It’s hard to know what to feel when looking at Chloe Wise’s new paintings on view at Almine Rech in Brussels. Dauntless in the trashed world, 2024, depicts a naked woman wrapped in a sheer veil. She looks to the side as if to avoid the viewer's gaze or perhaps judgment. However, convulsed with laughter, back bent, chin up, mouth open, eyes squinted, she’s everything but afraid.
Wise has always been drawn to this idea of the self and its complexities. The Canadian multimedia artist describes her large, detailed, expressive, and slightly disturbing portraits as “colorful, curious, and kooky.” Her new exhibition, “Torn Clean,” prompts viewers to confront the imperfections within the paintings, revealing the unfiltered essence of the human body.

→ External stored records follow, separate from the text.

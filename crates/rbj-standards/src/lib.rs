//! Standard rule tables.
//!
//! Turns a feature class listing into ready-to-convert rule tables covering
//! the check kinds that need no hand-picked parameters.

pub mod error;
pub mod feature_classes;
pub mod generator;

pub use error::StandardsError;
pub use feature_classes::{FeatureClass, load_feature_classes, read_feature_classes};
pub use generator::{
    DUPLICATE_VERTEX_SPECIALS, GeneratedRule, RuleTable, SKIPPED_KINDS, generate_rule_tables,
    write_rule_table, write_rule_tables,
};
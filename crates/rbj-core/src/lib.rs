//! Conversion of rule tables into batch job documents.
//!
//! [`normalize_row`] validates a single row against its check kind;
//! [`assemble`] drives a whole table through it, stopping at the first
//! failing row.

pub mod assemble;
pub mod normalize;

pub use assemble::{Assembly, assemble, convert_path, convert_reader};
pub use normalize::normalize_row;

From a forced smile to a tube of Aquaphor and a pack of Compeed Blister patches, the elements of the painter’s oeuvre transport, reveal, and overwhelm. Her still life compositions of lush fruits and cheeses hint at the decay. Mirrors underscore the fleeting nature of consumption and pleasure, the inevitable passing of time, and the messy experience of life in a media-saturated world.
Wise is known for her tongue-in-cheek works like Bagel No. 5, 2014, a classic bagel-and-cream cheese held together by a Chanel chain—which drew the attention of Simon Porte Jacquemus, who commissioned the artist to paint his Spring/Summer 2019 campaign. The artist’s 2017 exhibition “Of False Beaches and Butter Money” at Almine Rech in Paris explored how individuals present themselves in a world obsessed with appearances. There, in her Paris debut, she probed at ideas around femininity and motherhood via images of dairy, from traditional images like milk maids to almond milk in Evian bottles.
Always challenging the perception of the self, Wise’s new portraits are cropped to frame, and isolate, the subject’s faces. Wise dares her viewers to grasp the women’s distress and agitation beneath the surface. She works with beige as her base—the “neutral” tone often used to represent skin and the default for Band-Aids, which the artist referred to as “imposters, fake skin meant to take on the role of the scab–the scab’s scab.” Images, similarly reveal and conceal. For Wise, what’s underneath, raw and exposed, is most interesting.
“Torn Clean” is on view at Almine Rech Brussels from April 24 to May 25, 2024 at 20 rue de l'Abbaye, 1050 Brussels, Belgium.